Dr. Tatonetti, who was recently awarded tenure and promoted to the rank of Associate Professor in the Columbia Department of Biomedical Informatics (DBMI) and Department of Systems Biology , focuses on the use of advanced data science methods, including artificial intelligence and machine learning, to investigate medicine safety. Using emerging resources, such as electronic health records (EHR) and genomics databases, his lab is working to identify for whom these drugs will be safe and effective and for whom they will not.
His path to Columbia wasn’t a traditional one, but that fits his work. Since joining in 2012, Dr. Tatonetti has used non-traditional thinking to benefit both health and healthcare.

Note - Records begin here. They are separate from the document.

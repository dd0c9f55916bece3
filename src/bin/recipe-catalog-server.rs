// ABOUTME: Recipe catalog HTTP server binary
// ABOUTME: Loads configuration, opens the document store and serves the REST API
//
// SPDX-License-Identifier: MIT OR Apache-2.0
// Copyright (c) 2025 Recipe Catalog Contributors

//! # Recipe Catalog Server Binary
//!
//! ```bash
//! cargo run --bin recipe-catalog-server -- --http-port 8080 --database-url sqlite::memory:
//! ```

use anyhow::Result;
use clap::Parser;
use recipe_catalog::{config::ServerConfig, logging, resources::ServerResources, server};
use std::sync::Arc;
use tracing::{error, info};

#[derive(Parser)]
#[command(name = "recipe-catalog-server")]
#[command(about = "Recipe Catalog API - categories, ingredients and recipes over REST")]
struct Args {
    /// Override HTTP port
    #[arg(long)]
    http_port: Option<u16>,

    /// Override database URL
    #[arg(long)]
    database_url: Option<String>,
}

#[tokio::main]
async fn main() -> Result<()> {
    let args = Args::parse();

    let mut config = ServerConfig::from_env()?;
    if let Some(http_port) = args.http_port {
        config.http_port = http_port;
    }
    if let Some(database_url) = args.database_url {
        config.database.url = database_url;
    }

    logging::init_from_env()?;
    info!("{}", config.summary());

    let resources = Arc::new(ServerResources::open(config).await?);
    info!("Document store opened");

    if let Err(e) = server::run(resources).await {
        error!("Server error: {e:#}");
        return Err(e);
    }

    Ok(())
}
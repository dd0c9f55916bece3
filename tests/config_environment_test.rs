// ABOUTME: Tests for environment-driven server configuration
// ABOUTME: Mutates process environment variables, so every test runs serially
//
// SPDX-License-Identifier: MIT OR Apache-2.0
// Copyright (c) 2025 Recipe Catalog Contributors

#![allow(clippy::unwrap_used, clippy::expect_used, clippy::panic)]
#![allow(missing_docs)]

use recipe_catalog::config::{Environment, ServerConfig};
use recipe_catalog::logging::{LogFormat, LoggingConfig};
use serial_test::serial;
use std::env;

const VARS: [&str; 6] = [
    "HTTP_PORT",
    "HOST",
    "ENVIRONMENT",
    "DATABASE_URL",
    "DATABASE_MAX_CONNECTIONS",
    "CORS_ALLOWED_ORIGINS",
];

fn clear_vars() {
    for var in VARS {
        env::remove_var(var);
    }
}

#[test]
#[serial]
fn test_defaults_without_environment() {
    clear_vars();

    let config = ServerConfig::from_env().unwrap();

    assert_eq!(config.http_port, 5000);
    assert_eq!(config.host, "0.0.0.0");
    assert_eq!(config.environment, Environment::Development);
    assert_eq!(config.database.url, "sqlite:./data/recipes.db");
    assert_eq!(config.cors_allowed_origins, vec!["*"]);
}

#[test]
#[serial]
fn test_environment_overrides() {
    clear_vars();
    env::set_var("HTTP_PORT", "8088");
    env::set_var("HOST", "127.0.0.1");
    env::set_var("ENVIRONMENT", "production");
    env::set_var("DATABASE_URL", "sqlite::memory:");
    env::set_var("DATABASE_MAX_CONNECTIONS", "3");
    env::set_var("CORS_ALLOWED_ORIGINS", "https://a.example,https://b.example");

    let config = ServerConfig::from_env().unwrap();
    clear_vars();

    assert_eq!(config.bind_address(), "127.0.0.1:8088");
    assert!(config.environment.is_production());
    assert_eq!(config.database.url, "sqlite::memory:");
    assert_eq!(config.database.max_connections, 3);
    assert_eq!(
        config.cors_allowed_origins,
        vec!["https://a.example", "https://b.example"]
    );
}

#[test]
#[serial]
fn test_invalid_port_is_an_error() {
    clear_vars();
    env::set_var("HTTP_PORT", "not-a-port");

    let result = ServerConfig::from_env();
    clear_vars();

    assert!(result.is_err());
}

#[test]
#[serial]
fn test_logging_config_from_env() {
    env::set_var("LOG_FORMAT", "json");
    env::set_var("RUST_LOG", "debug");

    let config = LoggingConfig::from_env();
    env::remove_var("LOG_FORMAT");
    env::remove_var("RUST_LOG");

    assert_eq!(config.format, LogFormat::Json);
    assert_eq!(config.level, "debug");
}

Utilizing both data mining of medical records and prospective lab experiments, Dr. Tatonetti created a methodology for both finding and validating adverse drug reactions and drug-drug interactions. During a two-year collaboration with Pulitzer Prize-winning journalist Sam Roe of the Chicago Tribune , Dr. Tatonetti discovered that the drugs ceftriaxone and lansoprazole, when taken together, induces an arrhythmia in the heart.

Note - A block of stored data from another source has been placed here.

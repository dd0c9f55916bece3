// ABOUTME: Document store abstraction for the recipe catalog collections
// ABOUTME: Defines the DocumentStore trait, query filters and the typed repository wrapper
//
// SPDX-License-Identifier: MIT OR Apache-2.0
// Copyright (c) 2025 Recipe Catalog Contributors

//! # Document Store
//!
//! Handlers never issue SQL. They talk to a [`DocumentStore`], which stores
//! each record as a JSON document inside a named collection and exposes the
//! handful of primitives the catalog needs: list, find, count, insert,
//! update and delete. [`Filter`] enumerates the queries those primitives
//! accept.
//!
//! [`Repository`] layers the typed models from `recipe_core::models` on top
//! of the untyped store.

mod repository;
/// `SQLite` implementation of [`DocumentStore`]
pub mod sqlite;

pub use repository::Repository;
pub use sqlite::SqliteStore;

use async_trait::async_trait;
use recipe_core::errors::AppResult;
use recipe_core::models::Collection;
use serde_json::Value;

/// Selection criteria accepted by the store primitives
#[derive(Debug, Clone, PartialEq, Eq)]
pub enum Filter {
    /// Every document in the collection
    All,
    /// The document with this id
    Id(u64),
    /// Documents whose `name` equals `name` ignoring ASCII case
    NameIgnoreCase {
        /// Name to compare against
        name: String,
        /// Document to leave out of the comparison (the one being updated)
        exclude_id: Option<u64>,
    },
    /// Recipes whose `category` is this id
    CategoryRef(u64),
    /// Recipes listing this ingredient id in `ingredients` or `alternatives`
    IngredientRef(u64),
}

impl Filter {
    /// Case-insensitive name match, optionally excluding one record
    pub fn name_ignore_case(name: impl Into<String>, exclude_id: Option<u64>) -> Self {
        Self::NameIgnoreCase {
            name: name.into(),
            exclude_id,
        }
    }
}

/// Ordering applied by [`DocumentStore::find_all`]
#[derive(Debug, Clone, Copy, PartialEq, Eq, Default)]
pub enum SortOrder {
    /// Ascending by `name`, ties broken by id
    #[default]
    NameAsc,
    /// Ascending by id (insertion order)
    IdAsc,
}

/// Persistence primitives consumed by the resource handlers
///
/// Documents are JSON objects carrying a numeric `id` field. The store owns
/// id assignment: [`insert`](Self::insert) overwrites whatever `id` the
/// document carried with the next value of the collection's counter.
#[async_trait]
pub trait DocumentStore: Send + Sync {
    /// All documents of a collection in the requested order
    async fn find_all(&self, collection: Collection, sort: SortOrder) -> AppResult<Vec<Value>>;

    /// First document matching `filter`, lowest id first
    async fn find_one(&self, collection: Collection, filter: &Filter) -> AppResult<Option<Value>>;

    /// Number of documents matching `filter`
    async fn count(&self, collection: Collection, filter: &Filter) -> AppResult<u64>;

    /// Persist a new document under a freshly assigned sequential id
    ///
    /// Returns the stored document including its `id`.
    async fn insert(&self, collection: Collection, document: Value) -> AppResult<Value>;

    /// Replace the stored document with the same `id`
    ///
    /// Returns `false` when no document with that id exists.
    async fn update(&self, collection: Collection, document: Value) -> AppResult<bool>;

    /// Delete at most one document matching `filter`, returning how many were removed
    async fn delete_one(&self, collection: Collection, filter: &Filter) -> AppResult<u64>;

    /// Round-trip to the backend, used by the readiness probe
    async fn ping(&self) -> AppResult<()>;

    /// Release the underlying connections
    async fn close(&self);
}
// ABOUTME: Typed repository over the untyped document store
// ABOUTME: Serializes catalog models to JSON documents and back for each collection
//
// SPDX-License-Identifier: MIT OR Apache-2.0
// Copyright (c) 2025 Recipe Catalog Contributors

use super::{DocumentStore, Filter, SortOrder};
use recipe_core::errors::AppResult;
use recipe_core::models::Document;
use std::marker::PhantomData;
use std::sync::Arc;

/// Typed access to the collection that stores `T`
pub struct Repository<T> {
    store: Arc<dyn DocumentStore>,
    _document: PhantomData<fn() -> T>,
}

impl<T> Clone for Repository<T> {
    fn clone(&self) -> Self {
        Self {
            store: Arc::clone(&self.store),
            _document: PhantomData,
        }
    }
}

impl<T: Document> Repository<T> {
    /// Create a repository backed by `store`
    #[must_use]
    pub fn new(store: Arc<dyn DocumentStore>) -> Self {
        Self {
            store,
            _document: PhantomData,
        }
    }

    /// All records sorted by name
    pub async fn list(&self) -> AppResult<Vec<T>> {
        self.store
            .find_all(T::COLLECTION, SortOrder::NameAsc)
            .await?
            .into_iter()
            .map(|document| serde_json::from_value(document).map_err(Into::into))
            .collect()
    }

    /// Record with the given id, if any
    pub async fn get(&self, id: u64) -> AppResult<Option<T>> {
        self.store
            .find_one(T::COLLECTION, &Filter::Id(id))
            .await?
            .map(|document| serde_json::from_value(document).map_err(Into::into))
            .transpose()
    }

    /// Persist a new record; the returned copy carries the assigned id
    pub async fn insert(&self, record: &T) -> AppResult<T> {
        let document = serde_json::to_value(record)?;
        let stored = self.store.insert(T::COLLECTION, document).await?;
        Ok(serde_json::from_value(stored)?)
    }

    /// Overwrite an existing record, returning `false` if it no longer exists
    pub async fn save(&self, record: &T) -> AppResult<bool> {
        let document = serde_json::to_value(record)?;
        self.store.update(T::COLLECTION, document).await
    }

    /// Delete the record with the given id, returning how many were removed
    pub async fn delete(&self, id: u64) -> AppResult<u64> {
        self.store.delete_one(T::COLLECTION, &Filter::Id(id)).await
    }
}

The data mining identified adverse effects, while the lab experiments established causality. Dr. Tatonetti wasn’t specifically looking for a negative reaction of those particular drugs; he had no reason to suspect them.
“We are able to find things that nobody expects to happen because the world of hypotheses we consider is basically everything,” he said. “We consider every possible combination, a type of analysis that would be impossible without a huge data set and significant computational power.”